Unproductive - (18.05.03)

One recurring feature in econo-my.com over the last year has been the absence of a leading economic movement in recent years. The same could be said, since the end of the dot com boom, for management gurus also. One example of this is the lukewarm reception given to Michael Porter's latest book, which covers the competitiveness of the UK economy.

The key debate here is more about the economic ideology rather than management philosophy. Is the UK economy superior to the rest of Europe? If so, is this because it is a more deregulated economic model? If it is structually better then what does it have to do to catch up with the US?

The general conclusion, one which Porter tends to support is that the UK does have some economic advantages from its structure compared to mainland Eurpoe. Porter suggests that the gains in the 1980's however were the easy to obtain ones and that further gains are made more difficult by this. The harder to overcome problems with the UK economy are regional differences, low R&D and poor transport and educational development.

There is nothing strikingly new here and more importantly nothing anyone is disagreeing with. The problem comes that these problems have been known about for many years and yet the UK economy is still fairly unproductive, given the opportunities that it has had for proper industrial restructuring. Some of Porter's solutions are for better management, public private partnerships, science and resarch knowledge transfer clusters. All these things have been tried, achieving some local gains.

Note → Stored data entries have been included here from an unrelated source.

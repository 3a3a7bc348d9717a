use std::sync::Arc;

use shared::protocol::{
    FormValues, GenerationBrief, GenerationEvent, GenerationResult, ProgressState,
};
use tokio::sync::broadcast;
use tracing::info;

pub mod analytics;
pub mod api_keys;
pub mod catalog;
pub mod error;
pub mod progress;
pub mod projects;
pub mod session;
pub mod settings;
pub mod simulator;
pub mod validation;
pub mod wizard;

pub use error::{
    ProjectError, SessionError, SettingsError, SimulatorError, StudioError, WizardError,
};
pub use progress::{ProgressMeter, ProgressSchedule};
pub use projects::{ProjectDraft, ProjectFilter, ProjectService, ProjectSort};
pub use session::{MemorySessionStore, ProfileDraft, SessionManager, SessionStore};
pub use settings::{load_settings, prepare_database_url, Settings};
pub use simulator::{
    placeholder_result, EventForwarder, GenerationListener, GenerationSimulator, SimulatorState,
};
pub use wizard::{
    SimulatedSubmit, SubmitHandler, WizardController, WizardState, WizardStep,
};

const STUDIO_EVENT_CAPACITY: usize = 256;

#[derive(Debug, Clone, PartialEq)]
pub enum StudioEvent {
    Submitted(GenerationBrief),
    SubmitRejected(String),
    Generation(GenerationEvent),
}

/// Rebroadcasts simulator callbacks to every studio subscriber.
struct BroadcastListener {
    events: broadcast::Sender<StudioEvent>,
}

impl GenerationListener for BroadcastListener {
    fn on_progress(&self, progress: ProgressState) {
        let _ = self
            .events
            .send(StudioEvent::Generation(GenerationEvent::Progress(progress)));
    }

    fn on_complete(&self, result: GenerationResult) {
        let _ = self
            .events
            .send(StudioEvent::Generation(GenerationEvent::Completed { result }));
    }

    fn on_cancel(&self) {
        let _ = self
            .events
            .send(StudioEvent::Generation(GenerationEvent::Cancelled));
    }
}

/// Wizard and progress simulator wired together: an accepted submission
/// hands over to a fresh simulated run.
pub struct ContentStudio {
    wizard: WizardController,
    simulator: GenerationSimulator,
    submit_handler: Arc<dyn SubmitHandler>,
    events: broadcast::Sender<StudioEvent>,
}

impl ContentStudio {
    pub fn new(
        schedule: ProgressSchedule,
        submit_handler: Arc<dyn SubmitHandler>,
    ) -> Result<Self, SimulatorError> {
        let (events, _) = broadcast::channel(STUDIO_EVENT_CAPACITY);
        Ok(Self {
            wizard: WizardController::new(),
            simulator: GenerationSimulator::new(schedule)?,
            submit_handler,
            events,
        })
    }

    pub fn from_settings(settings: &Settings) -> Result<Self, SettingsError> {
        let schedule = settings.progress_schedule()?;
        let handler = Arc::new(SimulatedSubmit {
            delay: settings.submit_delay(),
        });
        Self::new(schedule, handler).map_err(|err| SettingsError::InvalidValue {
            key: "progress_tick_ms",
            reason: err.to_string(),
        })
    }

    pub fn subscribe_events(&self) -> broadcast::Receiver<StudioEvent> {
        self.events.subscribe()
    }

    pub fn wizard(&self) -> &WizardController {
        &self.wizard
    }

    pub fn wizard_mut(&mut self) -> &mut WizardController {
        &mut self.wizard
    }

    pub fn simulator_state(&self) -> SimulatorState {
        self.simulator.state()
    }

    pub fn progress(&self) -> ProgressState {
        self.simulator.progress()
    }

    /// Submits the wizard and, once the handler accepts, starts the run.
    pub async fn submit(&mut self) -> Result<GenerationBrief, StudioError> {
        if let Err(err) = self.wizard.submit(self.submit_handler.as_ref()).await {
            if let WizardError::Rejected(reason) = &err {
                let _ = self.events.send(StudioEvent::SubmitRejected(reason.clone()));
            }
            return Err(err.into());
        }
        let brief = self
            .wizard
            .brief()
            .cloned()
            .ok_or(WizardError::NotSubmitting)?;
        let _ = self.events.send(StudioEvent::Submitted(brief.clone()));

        self.simulator.start(Arc::new(BroadcastListener {
            events: self.events.clone(),
        }))?;
        Ok(brief)
    }

    pub fn cancel(&mut self) -> bool {
        self.simulator.cancel()
    }

    /// Drops the current run silently and opens a blank wizard, keeping the
    /// previous form values when asked to.
    pub fn start_over(&mut self, keep_values: bool) {
        self.simulator.stop();
        let values = if keep_values {
            self.wizard.values().clone()
        } else {
            FormValues::default()
        };
        info!(keep_values, from = self.wizard.state().label(), "starting a new piece");
        self.wizard = WizardController::with_values(values);
    }
}

#[cfg(test)]
#[path = "tests/lib_tests.rs"]
mod tests;
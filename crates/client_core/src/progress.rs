use std::time::Duration;

use shared::protocol::ProgressState;

use crate::error::SimulatorError;

pub const DEFAULT_TOTAL: Duration = Duration::from_millis(8000);
pub const DEFAULT_TICK: Duration = Duration::from_millis(100);
pub const DEFAULT_SETTLE: Duration = Duration::from_millis(1000);

/// Timing of one simulated generation run.
#[derive(Debug, Clone, Copy, PartialEq, Eq)]
pub struct ProgressSchedule {
    pub total: Duration,
    pub tick: Duration,
    /// Pause between reaching 100% and delivering the result.
    pub settle: Duration,
}

impl Default for ProgressSchedule {
    fn default() -> Self {
        Self {
            total: DEFAULT_TOTAL,
            tick: DEFAULT_TICK,
            settle: DEFAULT_SETTLE,
        }
    }
}

impl ProgressSchedule {
    pub fn from_millis(total_ms: u64, tick_ms: u64, settle_ms: u64) -> Result<Self, SimulatorError> {
        let schedule = Self {
            total: Duration::from_millis(total_ms),
            tick: Duration::from_millis(tick_ms),
            settle: Duration::from_millis(settle_ms),
        };
        schedule.validate()?;
        Ok(schedule)
    }

    pub fn validate(&self) -> Result<(), SimulatorError> {
        if self.tick.is_zero() {
            return Err(SimulatorError::InvalidSchedule(
                "tick interval must be greater than zero".to_string(),
            ));
        }
        if self.total < self.tick {
            return Err(SimulatorError::InvalidSchedule(format!(
                "total duration {}ms is shorter than one tick ({}ms)",
                self.total.as_millis(),
                self.tick.as_millis()
            )));
        }
        Ok(())
    }

    /// Percentage points added on every tick.
    pub fn increment_percent(&self) -> f64 {
        self.tick.as_nanos() as f64 * 100.0 / self.total.as_nanos() as f64
    }

    /// Ticks needed to reach 100%.
    pub fn tick_count(&self) -> u32 {
        if self.tick.is_zero() {
            return u32::MAX;
        }
        let count = self.total.as_nanos().div_ceil(self.tick.as_nanos());
        u32::try_from(count).unwrap_or(u32::MAX)
    }
}

/// Tick counter for a single run. Percent is derived from the tick count so
/// repeated float additions cannot drift past or short of 100.
#[derive(Debug, Clone)]
pub struct ProgressMeter {
    ticks: u32,
    tick_count: u32,
    tick_nanos: f64,
    total_nanos: f64,
    state: ProgressState,
}

impl ProgressMeter {
    pub fn new(schedule: &ProgressSchedule) -> Self {
        Self {
            ticks: 0,
            tick_count: schedule.tick_count(),
            tick_nanos: schedule.tick.as_nanos() as f64,
            total_nanos: schedule.total.as_nanos() as f64,
            state: ProgressState::default(),
        }
    }

    pub fn tick(&mut self) -> ProgressState {
        if !self.state.is_complete() {
            self.ticks += 1;
            let percent = if self.ticks >= self.tick_count {
                100.0
            } else {
                f64::from(self.ticks) * self.tick_nanos * 100.0 / self.total_nanos
            };
            self.state = ProgressState::at_percent(percent);
        }
        self.state
    }

    pub fn ticks(&self) -> u32 {
        self.ticks
    }

    pub fn state(&self) -> ProgressState {
        self.state
    }
}

#[cfg(test)]
#[path = "tests/progress_tests.rs"]
mod tests;
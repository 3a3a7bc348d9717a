//! Three-step content wizard.
//!
//! The controller owns the form values while the user edits them and
//! freezes them into a [`GenerationBrief`] on submit. Once a submission is
//! accepted the wizard sits in [`WizardState::Generating`] for good; the
//! progress simulator takes over from there.

use std::time::Duration;

use async_trait::async_trait;
use shared::{
    error::{ApiError, ErrorCode, ValidationErrors},
    protocol::{FormValues, GenerationBrief},
};
use tracing::{debug, info, warn};

use crate::{error::WizardError, validation};

pub const TOTAL_STEPS: u8 = 3;

#[derive(Debug, Clone, Copy, PartialEq, Eq, PartialOrd, Ord, Hash)]
pub enum WizardStep {
    Target,
    StyleAndAudience,
    AdvancedOptions,
}

impl WizardStep {
    pub const ALL: [WizardStep; TOTAL_STEPS as usize] = [
        WizardStep::Target,
        WizardStep::StyleAndAudience,
        WizardStep::AdvancedOptions,
    ];

    pub const FIRST: WizardStep = WizardStep::Target;
    pub const LAST: WizardStep = WizardStep::AdvancedOptions;

    /// 1-based position.
    pub fn number(self) -> u8 {
        match self {
            WizardStep::Target => 1,
            WizardStep::StyleAndAudience => 2,
            WizardStep::AdvancedOptions => 3,
        }
    }

    pub fn from_number(number: u8) -> Option<Self> {
        match number {
            1 => Some(WizardStep::Target),
            2 => Some(WizardStep::StyleAndAudience),
            3 => Some(WizardStep::AdvancedOptions),
            _ => None,
        }
    }

    pub fn next(self) -> Option<Self> {
        Self::from_number(self.number() + 1)
    }

    pub fn previous(self) -> Option<Self> {
        Self::from_number(self.number().saturating_sub(1))
    }

    pub fn title(self) -> &'static str {
        match self {
            WizardStep::Target => "Content Target & Keywords",
            WizardStep::StyleAndAudience => "Style & Audience",
            WizardStep::AdvancedOptions => "Advanced Options",
        }
    }

    pub fn description(self) -> &'static str {
        match self {
            WizardStep::Target => {
                "Define your target keyword and location for optimal SEO results"
            }
            WizardStep::StyleAndAudience => {
                "Customize the tone and target audience for your content"
            }
            WizardStep::AdvancedOptions => {
                "Optional settings to enhance your content generation"
            }
        }
    }

    /// Rules for the fields rendered on this step.
    pub fn validate(self, values: &FormValues) -> ValidationErrors {
        let mut errors = ValidationErrors::new();
        match self {
            WizardStep::Target => {
                validation::validate_keyword(values, &mut errors);
                validation::validate_location(values, &mut errors);
                validation::validate_content_type(values, &mut errors);
                validation::validate_word_count(values, &mut errors);
            }
            WizardStep::StyleAndAudience => {
                validation::validate_tone(values, &mut errors);
                validation::validate_target_audience(values, &mut errors);
            }
            WizardStep::AdvancedOptions => {
                validation::validate_competitor_urls(values, &mut errors);
            }
        }
        errors
    }
}

#[derive(Debug, Clone, Copy, PartialEq, Eq)]
pub enum WizardState {
    Editing(WizardStep),
    /// Values are frozen and the host's submit handler is running.
    Submitting,
    Generating,
}

impl WizardState {
    pub fn label(self) -> &'static str {
        match self {
            WizardState::Editing(_) => "editing",
            WizardState::Submitting => "submitting",
            WizardState::Generating => "generating",
        }
    }
}

/// Host-supplied hook that starts the real work for a frozen brief.
#[async_trait]
pub trait SubmitHandler: Send + Sync {
    async fn submit(&self, brief: &GenerationBrief) -> anyhow::Result<()>;
}

/// Stand-in handler that accepts every brief after a fixed pause.
pub struct SimulatedSubmit {
    pub delay: Duration,
}

#[async_trait]
impl SubmitHandler for SimulatedSubmit {
    async fn submit(&self, brief: &GenerationBrief) -> anyhow::Result<()> {
        debug!(keyword = %brief.keyword, delay_ms = self.delay.as_millis() as u64, "simulating submit");
        if !self.delay.is_zero() {
            tokio::time::sleep(self.delay).await;
        }
        Ok(())
    }
}

#[derive(Debug, Clone)]
pub struct WizardController {
    state: WizardState,
    values: FormValues,
    errors: ValidationErrors,
    notification: Option<ApiError>,
    brief: Option<GenerationBrief>,
}

impl Default for WizardController {
    fn default() -> Self {
        Self::new()
    }
}

impl WizardController {
    pub fn new() -> Self {
        Self::with_values(FormValues::default())
    }

    pub fn with_values(values: FormValues) -> Self {
        Self {
            state: WizardState::Editing(WizardStep::FIRST),
            values,
            errors: ValidationErrors::new(),
            notification: None,
            brief: None,
        }
    }

    pub fn state(&self) -> WizardState {
        self.state
    }

    /// Step the user is on. Submitting and generating report the last step,
    /// since that is where a rejected submission lands.
    pub fn current_step(&self) -> WizardStep {
        match self.state {
            WizardState::Editing(step) => step,
            WizardState::Submitting | WizardState::Generating => WizardStep::LAST,
        }
    }

    pub fn step_number(&self) -> u8 {
        self.current_step().number()
    }

    pub fn total_steps(&self) -> u8 {
        TOTAL_STEPS
    }

    /// Fraction of the wizard reached, for the header progress bar.
    pub fn completion(&self) -> f32 {
        f32::from(self.step_number()) / f32::from(TOTAL_STEPS)
    }

    pub fn is_editing(&self) -> bool {
        matches!(self.state, WizardState::Editing(_))
    }

    pub fn is_generating(&self) -> bool {
        self.state == WizardState::Generating
    }

    pub fn values(&self) -> &FormValues {
        &self.values
    }

    /// Mutable form access, available only while the values are not frozen.
    pub fn values_mut(&mut self) -> Option<&mut FormValues> {
        if self.is_editing() {
            Some(&mut self.values)
        } else {
            None
        }
    }

    pub fn errors(&self) -> &ValidationErrors {
        &self.errors
    }

    pub fn error_for(&self, field: &str) -> Option<&str> {
        self.errors.message_for(field)
    }

    pub fn notification(&self) -> Option<&ApiError> {
        self.notification.as_ref()
    }

    pub fn dismiss_notification(&mut self) {
        self.notification = None;
    }

    /// Brief frozen by the accepted submission.
    pub fn brief(&self) -> Option<&GenerationBrief> {
        self.brief.as_ref()
    }

    /// Moves forward one step without checking fields. Returns whether the
    /// step changed.
    pub fn next(&mut self) -> bool {
        let WizardState::Editing(step) = self.state else {
            return false;
        };
        match step.next() {
            Some(next) => {
                self.state = WizardState::Editing(next);
                debug!(step = next.number(), "wizard next");
                true
            }
            None => false,
        }
    }

    pub fn back(&mut self) -> bool {
        let WizardState::Editing(step) = self.state else {
            return false;
        };
        match step.previous() {
            Some(previous) => {
                self.state = WizardState::Editing(previous);
                debug!(step = previous.number(), "wizard back");
                true
            }
            None => false,
        }
    }

    /// Validates the current step's fields and moves forward only when they
    /// pass. Errors are kept for inline display.
    pub fn advance(&mut self) -> Result<WizardStep, WizardError> {
        let step = self.editing_step()?;
        let errors = step.validate(&self.values);
        if !errors.is_empty() {
            self.errors = errors.clone();
            return Err(WizardError::Invalid(errors));
        }
        self.errors = ValidationErrors::new();
        self.next();
        Ok(self.current_step())
    }

    /// Validates the whole form and freezes it. On success the wizard is
    /// `Submitting` and the caller must report the handler outcome through
    /// [`WizardController::finish_submit`].
    pub fn begin_submit(&mut self) -> Result<GenerationBrief, WizardError> {
        let step = self.editing_step()?;
        let brief = match validation::freeze(&self.values) {
            Ok(brief) => brief,
            Err(errors) => {
                debug!(step = step.number(), errors = errors.len(), "submit blocked by validation");
                self.errors = errors.clone();
                return Err(WizardError::Invalid(errors));
            }
        };
        if step != WizardStep::LAST {
            return Err(WizardError::NotOnFinalStep {
                step: step.number(),
            });
        }

        self.errors = ValidationErrors::new();
        self.notification = None;
        self.state = WizardState::Submitting;
        info!(keyword = %brief.keyword, content_type = %brief.content_type, "wizard submitted");
        Ok(brief)
    }

    /// Applies the submit handler outcome. Acceptance is one-way into
    /// `Generating`; rejection returns to the last step with values intact
    /// and a notification for the user.
    pub fn finish_submit(
        &mut self,
        brief: GenerationBrief,
        outcome: Result<(), String>,
    ) -> Result<(), WizardError> {
        if self.state != WizardState::Submitting {
            return Err(WizardError::NotSubmitting);
        }
        match outcome {
            Ok(()) => {
                self.state = WizardState::Generating;
                self.brief = Some(brief);
                Ok(())
            }
            Err(reason) => {
                warn!(%reason, "submit handler rejected the brief");
                self.state = WizardState::Editing(WizardStep::LAST);
                self.notification = Some(ApiError::new(
                    ErrorCode::Internal,
                    "Generation failed. Please try again or contact support.",
                ));
                Err(WizardError::Rejected(reason))
            }
        }
    }

    pub async fn submit(&mut self, handler: &dyn SubmitHandler) -> Result<(), WizardError> {
        let brief = self.begin_submit()?;
        let outcome = handler
            .submit(&brief)
            .await
            .map_err(|err| format!("{err:#}"));
        self.finish_submit(brief, outcome)
    }

    fn editing_step(&self) -> Result<WizardStep, WizardError> {
        match self.state {
            WizardState::Editing(step) => Ok(step),
            other => Err(WizardError::Locked(other.label())),
        }
    }
}

#[cfg(test)]
#[path = "tests/wizard_tests.rs"]
mod tests;
//! Content projects: draft validation, keyword editing and the storage-backed
//! service behind the projects screen.

use serde::{Deserialize, Serialize};
use shared::{
    domain::{ProjectId, ProjectStatus, UserId},
    error::ValidationErrors,
    protocol::ProjectRecord,
};
use storage::{NewProject, Storage};
use tracing::info;

use crate::{catalog, error::ProjectError};

pub mod fields {
    pub const NAME: &str = "name";
    pub const DESCRIPTION: &str = "description";
    pub const CATEGORY: &str = "category";
    pub const KEYWORDS: &str = "keywords";
    pub const TARGET_COUNTRY: &str = "targetCountry";
    pub const CONTENT_GOAL: &str = "contentGoal";
    pub const TIMELINE: &str = "timeline";
    pub const TEMPLATE: &str = "template";
}

pub const MIN_DESCRIPTION_CHARS: usize = 10;

#[derive(Debug, Clone, Default, PartialEq, Eq, Serialize, Deserialize)]
#[serde(rename_all = "camelCase")]
pub struct ProjectDraft {
    pub name: String,
    pub description: String,
    pub category: String,
    pub keywords: Vec<String>,
    pub target_country: String,
    pub content_goal: u32,
    pub timeline: String,
    pub use_template: bool,
    #[serde(default, skip_serializing_if = "Option::is_none")]
    pub template: Option<String>,
}

impl ProjectDraft {
    /// Adds a trimmed keyword. Blanks and duplicates are ignored; returns
    /// whether the list changed.
    pub fn add_keyword(&mut self, raw: &str) -> bool {
        let keyword = raw.trim();
        if keyword.is_empty() || self.keywords.iter().any(|k| k == keyword) {
            return false;
        }
        self.keywords.push(keyword.to_string());
        true
    }

    pub fn remove_keyword(&mut self, keyword: &str) -> bool {
        let before = self.keywords.len();
        self.keywords.retain(|k| k != keyword);
        self.keywords.len() != before
    }

    pub fn validate(&self) -> ValidationErrors {
        let mut errors = ValidationErrors::new();
        if self.name.trim().is_empty() {
            errors.push(fields::NAME, "Project name is required");
        }
        if self.description.trim().chars().count() < MIN_DESCRIPTION_CHARS {
            errors.push(
                fields::DESCRIPTION,
                format!("Description must be at least {MIN_DESCRIPTION_CHARS} characters"),
            );
        }
        if self.category.trim().is_empty() {
            errors.push(fields::CATEGORY, "Category is required");
        }
        if self.keywords.is_empty() {
            errors.push(fields::KEYWORDS, "At least one keyword is required");
        }
        if self.target_country.trim().is_empty() {
            errors.push(fields::TARGET_COUNTRY, "Target country is required");
        }
        if self.content_goal < 1 {
            errors.push(fields::CONTENT_GOAL, "Content goal must be at least 1");
        }
        if self.timeline.trim().is_empty() {
            errors.push(fields::TIMELINE, "Timeline is required");
        }
        if self.use_template {
            if let Some(id) = self.template.as_deref() {
                if catalog::template_by_id(id).is_none() {
                    errors.push(fields::TEMPLATE, "Unknown template");
                }
            }
        }
        errors
    }

    fn into_new_project(self, owner: Option<UserId>) -> NewProject {
        NewProject {
            user_id: owner,
            name: self.name.trim().to_string(),
            description: self.description.trim().to_string(),
            category: self.category.trim().to_string(),
            keywords: self.keywords,
            location: self.target_country.trim().to_string(),
            content_goal: self.content_goal,
            timeline: self.timeline.trim().to_string(),
            template: if self.use_template { self.template } else { None },
            tags: Vec::new(),
        }
    }
}

#[derive(Debug, Clone, Default, PartialEq, Eq)]
pub struct ProjectFilter {
    pub status: Option<ProjectStatus>,
    /// Matched case-insensitively against name, description and keywords.
    pub query: String,
}

impl ProjectFilter {
    pub fn matches(&self, project: &ProjectRecord) -> bool {
        if self.status.is_some_and(|status| status != project.status) {
            return false;
        }
        let query = self.query.trim().to_lowercase();
        if query.is_empty() {
            return true;
        }
        project.name.to_lowercase().contains(&query)
            || project.description.to_lowercase().contains(&query)
            || project
                .keywords
                .iter()
                .any(|keyword| keyword.to_lowercase().contains(&query))
    }
}

#[derive(Debug, Clone, Copy, Default, PartialEq, Eq)]
pub enum ProjectSort {
    #[default]
    RecentlyUpdated,
    Name,
}

pub fn filter_and_sort(
    projects: Vec<ProjectRecord>,
    filter: &ProjectFilter,
    sort: ProjectSort,
) -> Vec<ProjectRecord> {
    let mut projects: Vec<ProjectRecord> = projects
        .into_iter()
        .filter(|project| filter.matches(project))
        .collect();
    match sort {
        ProjectSort::RecentlyUpdated => projects.sort_by(|a, b| {
            b.updated_at
                .cmp(&a.updated_at)
                .then_with(|| b.id.cmp(&a.id))
        }),
        ProjectSort::Name => projects.sort_by_key(|project| project.name.to_lowercase()),
    }
    projects
}

/// Share of the content goal produced so far, capped at 100.
pub fn completion_percent(project: &ProjectRecord) -> u32 {
    if project.content_goal == 0 {
        return 0;
    }
    let percent = u64::from(project.content_count) * 100 / u64::from(project.content_goal);
    percent.min(100) as u32
}

#[derive(Clone)]
pub struct ProjectService {
    storage: Storage,
}

impl ProjectService {
    pub fn new(storage: Storage) -> Self {
        Self { storage }
    }

    pub async fn create(
        &self,
        owner: Option<UserId>,
        draft: ProjectDraft,
    ) -> Result<ProjectRecord, ProjectError> {
        draft.validate().into_result().map_err(ProjectError::Invalid)?;
        let project = self
            .storage
            .insert_project(&draft.into_new_project(owner))
            .await?;
        info!(project_id = project.id.0, name = %project.name, "project created");
        Ok(project)
    }

    pub async fn list(
        &self,
        owner: Option<UserId>,
        filter: &ProjectFilter,
        sort: ProjectSort,
    ) -> Result<Vec<ProjectRecord>, ProjectError> {
        let projects = self.storage.list_projects(owner).await?;
        Ok(filter_and_sort(projects, filter, sort))
    }

    pub async fn get(&self, project_id: ProjectId) -> Result<ProjectRecord, ProjectError> {
        self.storage
            .get_project(project_id)
            .await?
            .ok_or(ProjectError::NotFound(project_id.0))
    }

    pub async fn set_status(
        &self,
        project_id: ProjectId,
        status: ProjectStatus,
    ) -> Result<ProjectRecord, ProjectError> {
        if !self.storage.update_project_status(project_id, status).await? {
            return Err(ProjectError::NotFound(project_id.0));
        }
        info!(project_id = project_id.0, status = %status, "project status changed");
        self.get(project_id).await
    }

    /// Counts one more finished piece towards the project's goal.
    pub async fn record_content(&self, project_id: ProjectId) -> Result<ProjectRecord, ProjectError> {
        if !self.storage.increment_content_count(project_id).await? {
            return Err(ProjectError::NotFound(project_id.0));
        }
        self.get(project_id).await
    }

    pub async fn delete(&self, project_id: ProjectId) -> Result<(), ProjectError> {
        if !self.storage.delete_project(project_id).await? {
            return Err(ProjectError::NotFound(project_id.0));
        }
        info!(project_id = project_id.0, "project deleted");
        Ok(())
    }
}

#[cfg(test)]
#[path = "tests/projects_tests.rs"]
mod tests;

However it is on the national scale that these gains need development and co-ordination, something that an industrial policy should cover. However the neoclassical deregulation model rejects these type of macro management of what is seen as micro issues. Better business management would be econo-my.com's first objective of an industrial policy, through linking executive pay to economic engagement of the workforce. That is a dangerously brave policy for a government to persue, especially one that prides itself on achieving business consensus, but it would be a step towards resolving this debate.